Collected data entries
------------------------------------------------------------

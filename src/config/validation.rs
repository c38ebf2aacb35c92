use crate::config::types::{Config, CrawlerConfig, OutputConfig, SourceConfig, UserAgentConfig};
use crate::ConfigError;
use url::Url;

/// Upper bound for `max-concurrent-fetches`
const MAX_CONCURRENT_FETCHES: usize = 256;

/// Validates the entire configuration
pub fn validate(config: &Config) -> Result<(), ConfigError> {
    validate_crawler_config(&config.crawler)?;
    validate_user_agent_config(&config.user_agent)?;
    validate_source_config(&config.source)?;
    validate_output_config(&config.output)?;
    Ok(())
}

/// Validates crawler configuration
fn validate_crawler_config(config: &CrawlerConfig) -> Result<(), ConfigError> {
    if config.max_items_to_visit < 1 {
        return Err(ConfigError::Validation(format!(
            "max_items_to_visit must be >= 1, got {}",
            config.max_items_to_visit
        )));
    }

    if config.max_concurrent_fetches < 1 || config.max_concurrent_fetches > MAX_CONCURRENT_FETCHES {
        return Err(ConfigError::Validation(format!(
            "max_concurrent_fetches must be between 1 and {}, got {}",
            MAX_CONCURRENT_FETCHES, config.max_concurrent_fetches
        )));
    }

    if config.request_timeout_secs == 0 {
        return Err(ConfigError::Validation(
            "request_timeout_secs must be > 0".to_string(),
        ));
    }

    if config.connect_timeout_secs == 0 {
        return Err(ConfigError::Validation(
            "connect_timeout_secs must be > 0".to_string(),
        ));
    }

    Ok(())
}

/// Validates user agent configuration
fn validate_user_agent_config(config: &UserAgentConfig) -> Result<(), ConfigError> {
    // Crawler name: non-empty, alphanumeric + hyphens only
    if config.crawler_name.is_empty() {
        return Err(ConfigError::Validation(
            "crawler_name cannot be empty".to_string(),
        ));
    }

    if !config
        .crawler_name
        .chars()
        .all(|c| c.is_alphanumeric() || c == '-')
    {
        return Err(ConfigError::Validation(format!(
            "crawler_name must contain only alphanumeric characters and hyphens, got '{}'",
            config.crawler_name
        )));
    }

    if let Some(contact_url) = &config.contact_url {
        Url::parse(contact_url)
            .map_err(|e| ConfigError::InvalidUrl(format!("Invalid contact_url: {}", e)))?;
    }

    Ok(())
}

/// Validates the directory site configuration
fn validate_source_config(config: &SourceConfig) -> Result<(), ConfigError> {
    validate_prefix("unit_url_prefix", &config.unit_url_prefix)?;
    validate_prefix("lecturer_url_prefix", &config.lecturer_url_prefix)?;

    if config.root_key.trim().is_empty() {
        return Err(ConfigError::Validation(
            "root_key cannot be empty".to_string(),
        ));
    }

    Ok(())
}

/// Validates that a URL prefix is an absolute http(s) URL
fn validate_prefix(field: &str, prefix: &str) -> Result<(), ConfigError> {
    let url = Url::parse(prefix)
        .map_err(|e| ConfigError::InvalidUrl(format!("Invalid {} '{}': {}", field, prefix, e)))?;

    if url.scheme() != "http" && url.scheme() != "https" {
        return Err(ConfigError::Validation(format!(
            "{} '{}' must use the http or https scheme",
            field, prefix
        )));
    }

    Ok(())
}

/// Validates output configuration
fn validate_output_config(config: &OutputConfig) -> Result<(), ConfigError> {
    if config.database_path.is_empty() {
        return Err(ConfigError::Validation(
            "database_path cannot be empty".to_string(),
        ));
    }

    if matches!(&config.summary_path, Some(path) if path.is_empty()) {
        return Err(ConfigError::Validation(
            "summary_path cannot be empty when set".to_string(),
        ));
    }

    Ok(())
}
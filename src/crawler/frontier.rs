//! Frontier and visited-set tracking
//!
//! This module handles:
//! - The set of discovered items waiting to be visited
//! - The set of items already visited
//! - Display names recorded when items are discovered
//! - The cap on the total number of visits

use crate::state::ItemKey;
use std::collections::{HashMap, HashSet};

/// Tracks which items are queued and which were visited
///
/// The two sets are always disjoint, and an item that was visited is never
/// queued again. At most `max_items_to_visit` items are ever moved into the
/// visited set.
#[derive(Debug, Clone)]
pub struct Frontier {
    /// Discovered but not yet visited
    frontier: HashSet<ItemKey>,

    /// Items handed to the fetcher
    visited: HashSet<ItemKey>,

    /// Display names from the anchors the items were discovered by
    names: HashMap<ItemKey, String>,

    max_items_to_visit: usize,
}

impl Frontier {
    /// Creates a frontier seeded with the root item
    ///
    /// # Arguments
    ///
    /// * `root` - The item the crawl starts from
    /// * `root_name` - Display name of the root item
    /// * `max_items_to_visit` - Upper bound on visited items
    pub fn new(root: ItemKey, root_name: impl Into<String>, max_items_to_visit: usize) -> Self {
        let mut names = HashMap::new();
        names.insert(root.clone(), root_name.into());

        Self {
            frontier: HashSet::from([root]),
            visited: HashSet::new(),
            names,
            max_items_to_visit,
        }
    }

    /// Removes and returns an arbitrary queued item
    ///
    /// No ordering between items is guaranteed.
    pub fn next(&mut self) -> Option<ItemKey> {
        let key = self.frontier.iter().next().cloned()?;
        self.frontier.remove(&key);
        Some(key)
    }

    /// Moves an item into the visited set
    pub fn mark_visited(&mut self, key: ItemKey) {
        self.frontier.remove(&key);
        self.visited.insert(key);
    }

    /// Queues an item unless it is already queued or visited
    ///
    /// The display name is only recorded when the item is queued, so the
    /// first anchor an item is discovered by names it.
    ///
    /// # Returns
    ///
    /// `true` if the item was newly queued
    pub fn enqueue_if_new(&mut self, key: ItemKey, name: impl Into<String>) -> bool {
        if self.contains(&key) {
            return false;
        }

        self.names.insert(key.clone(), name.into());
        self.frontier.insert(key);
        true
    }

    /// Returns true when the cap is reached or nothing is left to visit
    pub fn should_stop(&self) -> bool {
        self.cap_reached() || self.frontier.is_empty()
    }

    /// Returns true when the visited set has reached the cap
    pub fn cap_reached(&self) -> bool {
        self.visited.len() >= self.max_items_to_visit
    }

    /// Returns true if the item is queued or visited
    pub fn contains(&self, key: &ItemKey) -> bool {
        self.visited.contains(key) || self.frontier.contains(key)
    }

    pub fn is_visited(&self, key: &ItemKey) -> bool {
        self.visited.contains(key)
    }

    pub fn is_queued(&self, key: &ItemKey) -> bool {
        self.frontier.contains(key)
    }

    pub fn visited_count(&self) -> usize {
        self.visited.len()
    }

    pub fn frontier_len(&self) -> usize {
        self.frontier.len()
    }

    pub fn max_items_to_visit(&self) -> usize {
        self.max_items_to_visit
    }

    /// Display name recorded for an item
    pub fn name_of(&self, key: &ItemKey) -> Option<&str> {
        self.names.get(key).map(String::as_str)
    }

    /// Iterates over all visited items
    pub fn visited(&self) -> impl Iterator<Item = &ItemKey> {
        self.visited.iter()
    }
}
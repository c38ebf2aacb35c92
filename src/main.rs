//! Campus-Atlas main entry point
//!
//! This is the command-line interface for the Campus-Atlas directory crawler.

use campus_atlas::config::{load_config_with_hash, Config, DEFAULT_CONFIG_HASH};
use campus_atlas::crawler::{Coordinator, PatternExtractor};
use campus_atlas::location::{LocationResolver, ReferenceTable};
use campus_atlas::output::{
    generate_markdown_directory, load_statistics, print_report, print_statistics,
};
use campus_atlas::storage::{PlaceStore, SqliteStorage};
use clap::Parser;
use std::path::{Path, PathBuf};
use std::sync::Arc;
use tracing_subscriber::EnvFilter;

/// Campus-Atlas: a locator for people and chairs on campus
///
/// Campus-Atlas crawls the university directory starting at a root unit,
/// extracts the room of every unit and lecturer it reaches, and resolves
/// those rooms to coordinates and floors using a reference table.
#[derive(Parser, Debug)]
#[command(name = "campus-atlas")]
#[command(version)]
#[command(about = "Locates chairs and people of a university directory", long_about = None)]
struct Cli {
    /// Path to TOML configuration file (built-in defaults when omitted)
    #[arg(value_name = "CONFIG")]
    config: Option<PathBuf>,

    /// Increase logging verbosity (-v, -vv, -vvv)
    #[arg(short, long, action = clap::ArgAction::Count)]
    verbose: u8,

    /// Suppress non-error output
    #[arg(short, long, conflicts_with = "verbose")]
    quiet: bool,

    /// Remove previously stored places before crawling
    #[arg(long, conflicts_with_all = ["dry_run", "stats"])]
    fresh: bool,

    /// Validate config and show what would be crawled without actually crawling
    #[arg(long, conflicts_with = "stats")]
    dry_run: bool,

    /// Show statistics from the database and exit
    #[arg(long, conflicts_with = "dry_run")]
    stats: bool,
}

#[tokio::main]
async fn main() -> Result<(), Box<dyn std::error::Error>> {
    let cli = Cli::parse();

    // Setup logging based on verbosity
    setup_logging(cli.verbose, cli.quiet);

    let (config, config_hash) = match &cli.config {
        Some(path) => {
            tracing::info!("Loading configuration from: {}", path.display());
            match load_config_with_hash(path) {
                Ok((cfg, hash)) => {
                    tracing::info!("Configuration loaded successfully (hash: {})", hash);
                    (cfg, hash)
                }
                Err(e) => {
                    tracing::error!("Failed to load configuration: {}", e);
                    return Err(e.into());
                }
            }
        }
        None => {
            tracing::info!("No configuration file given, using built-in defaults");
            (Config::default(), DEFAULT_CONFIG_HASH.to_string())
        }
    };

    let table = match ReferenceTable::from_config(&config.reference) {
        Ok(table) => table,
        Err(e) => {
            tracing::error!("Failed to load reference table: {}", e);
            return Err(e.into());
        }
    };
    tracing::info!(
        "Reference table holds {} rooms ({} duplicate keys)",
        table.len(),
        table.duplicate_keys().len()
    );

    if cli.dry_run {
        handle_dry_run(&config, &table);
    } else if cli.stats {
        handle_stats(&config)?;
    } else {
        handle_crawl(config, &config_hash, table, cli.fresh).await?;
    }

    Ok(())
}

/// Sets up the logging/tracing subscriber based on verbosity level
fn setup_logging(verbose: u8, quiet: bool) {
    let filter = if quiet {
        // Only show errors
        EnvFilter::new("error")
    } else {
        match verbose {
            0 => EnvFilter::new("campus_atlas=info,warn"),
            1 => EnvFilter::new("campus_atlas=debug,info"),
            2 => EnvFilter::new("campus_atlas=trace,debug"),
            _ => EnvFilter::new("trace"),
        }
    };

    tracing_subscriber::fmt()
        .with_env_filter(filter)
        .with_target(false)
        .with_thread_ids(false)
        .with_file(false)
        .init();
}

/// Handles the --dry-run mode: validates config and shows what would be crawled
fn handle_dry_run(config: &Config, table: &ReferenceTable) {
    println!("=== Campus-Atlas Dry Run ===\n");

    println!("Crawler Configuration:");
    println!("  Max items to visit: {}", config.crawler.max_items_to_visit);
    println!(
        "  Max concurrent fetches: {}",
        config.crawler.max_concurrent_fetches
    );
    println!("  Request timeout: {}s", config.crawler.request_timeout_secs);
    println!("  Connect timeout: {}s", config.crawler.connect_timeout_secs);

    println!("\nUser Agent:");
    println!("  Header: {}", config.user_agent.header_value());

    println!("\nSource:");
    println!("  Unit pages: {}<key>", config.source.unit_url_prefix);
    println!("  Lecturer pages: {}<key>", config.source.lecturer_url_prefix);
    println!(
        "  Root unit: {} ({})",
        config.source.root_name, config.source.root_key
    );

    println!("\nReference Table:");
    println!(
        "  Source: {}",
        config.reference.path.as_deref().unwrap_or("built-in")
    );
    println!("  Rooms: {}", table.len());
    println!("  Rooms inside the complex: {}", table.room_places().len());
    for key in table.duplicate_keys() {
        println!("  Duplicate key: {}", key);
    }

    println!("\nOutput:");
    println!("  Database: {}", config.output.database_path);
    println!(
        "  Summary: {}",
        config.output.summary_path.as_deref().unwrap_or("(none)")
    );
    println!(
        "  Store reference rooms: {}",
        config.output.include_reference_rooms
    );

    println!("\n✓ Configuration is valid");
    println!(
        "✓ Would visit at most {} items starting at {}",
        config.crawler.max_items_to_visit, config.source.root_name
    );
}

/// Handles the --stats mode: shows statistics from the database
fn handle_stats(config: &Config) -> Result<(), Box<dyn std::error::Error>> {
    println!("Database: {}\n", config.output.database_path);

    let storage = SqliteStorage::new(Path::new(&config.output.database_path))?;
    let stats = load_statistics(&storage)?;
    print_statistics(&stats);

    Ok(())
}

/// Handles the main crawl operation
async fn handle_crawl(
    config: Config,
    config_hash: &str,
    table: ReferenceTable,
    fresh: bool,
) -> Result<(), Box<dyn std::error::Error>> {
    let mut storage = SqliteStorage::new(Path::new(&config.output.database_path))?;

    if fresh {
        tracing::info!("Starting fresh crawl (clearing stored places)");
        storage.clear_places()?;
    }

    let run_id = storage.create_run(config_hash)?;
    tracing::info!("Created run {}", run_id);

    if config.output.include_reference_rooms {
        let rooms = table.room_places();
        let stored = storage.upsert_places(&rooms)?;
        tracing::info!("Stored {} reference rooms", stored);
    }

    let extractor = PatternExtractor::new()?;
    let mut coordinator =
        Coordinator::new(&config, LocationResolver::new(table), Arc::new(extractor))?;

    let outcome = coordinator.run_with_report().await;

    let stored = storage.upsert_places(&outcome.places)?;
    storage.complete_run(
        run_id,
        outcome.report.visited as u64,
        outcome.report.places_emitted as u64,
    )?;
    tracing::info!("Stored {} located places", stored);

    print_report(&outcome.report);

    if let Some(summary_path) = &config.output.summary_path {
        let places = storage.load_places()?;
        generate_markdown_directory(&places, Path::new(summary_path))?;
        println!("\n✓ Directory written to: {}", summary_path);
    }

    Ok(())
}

------------------------------------------------------------

TASK STATEMENT: Reproduce every line in the records above that contains the word "between".

SOLVED EXERCISE:
            "max_concurrent_fetches must be between 1 and {}, got {}",
    /// No ordering between items is guaranteed.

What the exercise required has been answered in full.